Or, When Good Infertiles Go Bad
My neighbor stopped by last week while we were putting up Christmas lights, for an impromptu doggy playdate (adorable...more later*). She asked how "life" (in air quotes) is going. So I told her.
....Random history lesson: she and I took a yoga class together last fall and after much prying, I finally told her we were trying albeit with great difficulty and an infertility diagnosis. She had also told me about a friend of hers, someone I see twice a year at neighborly parties, who is near 40 and has multiple male- and female-factor infertility diagnoses, also planning to use IVF to get pregnant....
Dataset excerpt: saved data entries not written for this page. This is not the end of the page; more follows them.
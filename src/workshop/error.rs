//! Error types for app discovery and lookups.

use super::classify::StepKind;
use crate::package::PackageError;
use std::path::PathBuf;
use thiserror::Error;

/// Why a single directory could not become an [`App`](super::App).
///
/// These never abort a catalog scan; the directory is left out and the
/// error is logged.
#[derive(Debug, Error)]
pub enum BuildError {
    #[error("`{0}` is not a {1} directory")]
    InvalidStepDir(PathBuf, StepKind),

    #[error("`{0}` is not inside a numbered exercise directory")]
    InvalidExerciseDir(PathBuf),

    #[error("`{0}` contains the reserved name delimiter `__sep__`")]
    ReservedDelimiter(PathBuf),

    #[error("`{0}` is outside the workshop root")]
    OutsideWorkshop(PathBuf),

    #[error("dev server port for `{0}` is out of range")]
    PortOutOfRange(PathBuf),

    #[error(transparent)]
    Package(#[from] PackageError),

    #[error("IO error in `{0}`")]
    Io(PathBuf, #[source] std::io::Error),
}

/// Lookup misses, surfaced as 404 by the HTTP layer.
#[derive(Debug, Error)]
pub enum NotFound {
    #[error("no app named `{0}`")]
    App(String),

    #[error("no exercise number {0}")]
    Exercise(u32),
}

#[cfg(test)]
mod tests {
    use super::*;

    #[test]
    fn test_build_error_display() {
        let err = BuildError::InvalidStepDir(PathBuf::from("/w/exercises/01.a/x"), StepKind::Problem);
        assert_eq!(err.to_string(), "`/w/exercises/01.a/x` is not a problem directory");

        let err = NotFound::Exercise(4);
        assert_eq!(err.to_string(), "no exercise number 4");
    }
}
Fastforward to last week's convo: "How's 'life'?" "Oh, well...not much to report. Nothing is working, not even IVF, so we're on a break until January and then we'll try again." "Oh, you know my friend ___? She just got pregnant. Second try with IVF. At her age, with her problems...who knew? I just cried and cried when she told me her test was positive. I am so happy for her."
What? Was someone talking just then? I either kind of blacked out in some sort of infertility rage, or I blocked it out so I could get-the-fuck-out-of-this-conversation, scanning my surroundings for any viable exit. I cannot explain my reaction, other than A) abject jealousy in the absence of offered empathy, B) PMS-fueled self-pity in the absence of offered decorum, and/or C) some alien rage that takes over me when I hear ANY pregnancy announcement (or see a movie on tv that involves someone like Katherine Heigl going through labor with full make-up, or Tina Fey magically getting pregnant after an untreatable infertility diagnosis, etc...you get the picture). I just cannot feel joy for other people when they get pregnant right now, even if they have suffered to get there as I still do. Cannot. I can fake it like a champ, but I can't feel it.
The neighbor's newly knocked-up friend will be at the neighborly Christmas party this weekend and I absolutely dread hearing about her pregnancy and watching her touch her belly and seeing her grin like an idiot when she has to explain why she can't have a drink. My objective for that evening will be to remain out of earshot, at least 15 yards away, and out of her line of sight at all times. I will have to summon all my infertility conversation-avoidance ninja training to pull this off. Wish me luck, grasshoppers.
This past week I questioned why I took time off, why I didn't plan for a December cycle. Just because, you know, at least cycling feels like progress. The wheels don't know the difference between chasing pavement and spinning. The break has been lovely overall, but now January cannot get here fast enough. I am fighting to keep my resolve to do this one more time with my own eggs. Donor egg cycling has been on my mind. Infertility is a royal mindfuck.
*My ladylike dog would NOT let her male dog sniff her butt. She very primly sat down every time. Then she chased him around and flipped him on his back a few times. Rawr.